I've been experiencing some spiritual challenges as of late.
Remembering to bite
my tongue when I want to give someone a piece of my mind is one of them. Then, remembering
to not have an attitude when that said person doesn’t stop talking after I’ve
shown such grace. Oh yeah, and this cycle of feeling ignored. I’ve been
experiencing that a lot!
You know, we tell our kids to clean up the one piece of
paper off the floor and two days later, not only is that same piece of paper there but so are shoes, socks and a spoon?!!??
What in the?
Or our spouse has the cute little habit of leaving all the
lights on in the house but strong arms you when you reach for the light bill in
the mailbox, smiling sheepishly as you scowl – again.
Wives, mothers…daughters, sisters…beloveds…
These are just little examples, but we know full well if you
add that to the mix of our randomly sequenced life events like looking for a
job, trying to lose weight, having a house built, running a ministry in your
church, and maintaining your righteousness upon all of that…well paint the “S”
on our chests and let’s take a bow!
Take a deep breath, it’s ok. We have to remember in times
like this that God is always working in secret, behind the scenes, even when it feels as though nothing will
ever change. The change that we seek, for it to really last through
those days of “If I find one more sock on the floor, I will scream. And I will
not stop”; we have to examine the inside of us.
The day I embraced this was a hard day. I felt like there
was no one I could talk to even though I was surrounded by able minded
people. I didn’t want to feel like a
burden. So what did I do? I sabotaged myself and went to someone who I know was
experiencing some personal burdens of their own.
Misery love company much?
This person literally took over the conversation as soon as
I said I need to talk. So I bit my tongue, listened with grace, because
obviously they needed to vent. I left in
silence.
My next attempt was at church. As soon as my foot hit the
pavement of the parking lot, I was pulled in ten different directions with
rapid, insincere pleasantries in between. I left frustrated.
I cried out to God, “Why is everyone ignoring me??? Why isn’t
anyone at least asking how I’m doing?
I haven’t been to worship service in
weeks! I haven’t talked to my friends in months. No one cares.

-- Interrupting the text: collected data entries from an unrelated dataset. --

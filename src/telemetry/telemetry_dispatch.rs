use serde_json::{json, Value};

use crate::enums::SkipReason;
use crate::telemetry::telemetry_default::TelemetryDefault;

#[derive(Clone, PartialEq, Debug, Default)]
pub struct TelemetryDispatch {
    // Cumulative counters of the snapshots.
    pub frames_received: u64,
    pub frames_dispatched: u64,
    pub frames_not_ready: u64,
    pub frames_rate_limited: u64,
    pub frames_degenerate: u64,
    // Cumulative counters of the servo commands.
    pub commands_sent: u64,
    pub transport_failures: u64,
    // Time of the last dispatch cycle in second.
    pub cycle_time: f64,
}

impl TelemetryDefault for TelemetryDispatch {
    fn get_messages(&self, digit: i32) -> Vec<Value> {
        vec![self.get_message_dispatch(digit)]
    }
}

impl TelemetryDispatch {
    /// Count the skipped snapshot.
    ///
    /// # Arguments
    /// * `reason` - Reason of the skip.
    pub fn record_skip(&mut self, reason: SkipReason) {
        match reason {
            SkipReason::NotReady => self.frames_not_ready += 1,
            SkipReason::RateLimited => self.frames_rate_limited += 1,
            SkipReason::DegenerateGeometry => self.frames_degenerate += 1,
        }
    }

    /// Get the message of the dispatch counters.
    ///
    /// # Arguments
    /// * `digit` - The number of digits after the decimal point.
    ///
    /// # Returns
    /// The message of the dispatch counters.
    fn get_message_dispatch(&self, digit: i32) -> Value {
        json!({
            "id": "tel_dispatch",
            "framesReceived": self.frames_received,
            "framesDispatched": self.frames_dispatched,
            "framesNotReady": self.frames_not_ready,
            "framesRateLimited": self.frames_rate_limited,
            "framesDegenerate": self.frames_degenerate,
            "commandsSent": self.commands_sent,
            "transportFailures": self.transport_failures,
            "cycleTime": self.round(self.cycle_time, digit),
        })
    }
}

#[cfg(test)]
mod tests {
    use super::*;

    #[test]
    fn test_record_skip() {
        let mut telemetry = TelemetryDispatch::default();

        telemetry.record_skip(SkipReason::NotReady);
        telemetry.record_skip(SkipReason::NotReady);
        telemetry.record_skip(SkipReason::RateLimited);
        telemetry.record_skip(SkipReason::DegenerateGeometry);

        assert_eq!(telemetry.frames_not_ready, 2);
        assert_eq!(telemetry.frames_rate_limited, 1);
        assert_eq!(telemetry.frames_degenerate, 1);
    }

    #[test]
    fn test_get_messages() {
        let telemetry = TelemetryDispatch {
            frames_received: 10,
            frames_dispatched: 6,
            commands_sent: 40,
            transport_failures: 1,
            cycle_time: 0.02345,
            ..Default::default()
        };

        let messages = telemetry.get_messages(3);

        assert_eq!(messages.len(), 1);
        assert_eq!(
            messages[0],
            json!({
                "id": "tel_dispatch",
                "framesReceived": 10,
                "framesDispatched": 6,
                "framesNotReady": 0,
                "framesRateLimited": 0,
                "framesDegenerate": 0,
                "commandsSent": 40,
                "transportFailures": 1,
                "cycleTime": 0.023,
            })
        );
    }
}
// This file is part of ts_face_controller.
//
// See the COPYRIGHT file at the top-level directory of this distribution
// for details of code ownership.
//
// This program is free software: you can redistribute it and/or modify
// it under the terms of the GNU General Public License as published by
// the Free Software Foundation, either version 3 of the License, or
// (at your option) any later version.
//
// This program is distributed in the hope that it will be useful,
// but WITHOUT ANY WARRANTY; without even the implied warranty of
// MERCHANTABILITY or FITNESS FOR A PARTICULAR PURPOSE.  See the
// GNU General Public License for more details.
//
// You should have received a copy of the GNU General Public License
// along with this program.  If not, see <https://www.gnu.org/licenses/>.

use log::{debug, error, info};
use serde_json::Value;
use std::{
    io::sink,
    sync::{
        atomic::{AtomicBool, Ordering},
        mpsc::{sync_channel, Receiver, RecvTimeoutError, SyncSender},
        Arc,
    },
    thread::{sleep, spawn, JoinHandle},
    time::Duration,
};

use crate::config::Config;
use crate::constants::{BOUND_SYNC_CHANNEL, TERMINATOR};
use crate::error::StartupError;
use crate::face::{
    dispatch_process::{DispatchInput, DispatchProcess},
    dispatch_scheduler::DispatchScheduler,
    mapping::MappingTable,
};
use crate::interface::{
    serial_transport::{CommandTransport, SerialTransport},
    tcp_server::TcpServer,
    vision_server::VisionServer,
};
use crate::mock::mock_vision::MockVision;
use crate::telemetry::{
    telemetry::Telemetry, telemetry_default::TelemetryDefault,
    telemetry_dispatch::TelemetryDispatch,
};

Well, God’s word is His source of “There, there my child.
Come rest and listen to my voice.” I found that rest in Psalms 125:12
“Those
who trust in, lean on and confidently hope in the Lord are
like Mt. Zion, which cannot be moved
but abides and stands fast forever. As the mountains are round about Jerusalem,
so the Lord is round about His people from this
time forth and forever.”
There are times in us feeling ignored (see
abandoned, emotionally neglected, overwhelmed, etc.) that we should remind
ourselves that no one can (insert negative emotion here) you if God is for you.

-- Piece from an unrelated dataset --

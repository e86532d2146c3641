pub mod command_dispatch;
pub mod command_schema;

Then I had to really make this personal for me, since the feeling of being
ignored was beginning to eat at me.
Maybe I’ve been ignoring God?
So I made a list of all the things that I felt that I was
being ignored about. I looked at this list and it jumped out at me. These were
all things that I hadn’t really, truly trusted in God, leaned on, or
confidently hoped for. I was desperately seeking change in these things and
neglected to change me! It is so hard to be honest with ourselves when it comes
to failures and insecurities, but we have to remember that noting is bigger than
our God.
Not. One. Thing.
We cannot change anything by being frustrated and struggling
within. Only God can fight those battles, but we have to let him. Stop being at war with yourself and tap into
the victory within you through the grace God has given you – not the struggles
of this world.
Your change will come when you allow God to reveal it to
you. The catch is, once He does you have to show that you trust Him with it
before He can work in you the change that is needed.
In this, I find rest. I hope you do too. With every sock on
the floor and with every challenge that you face.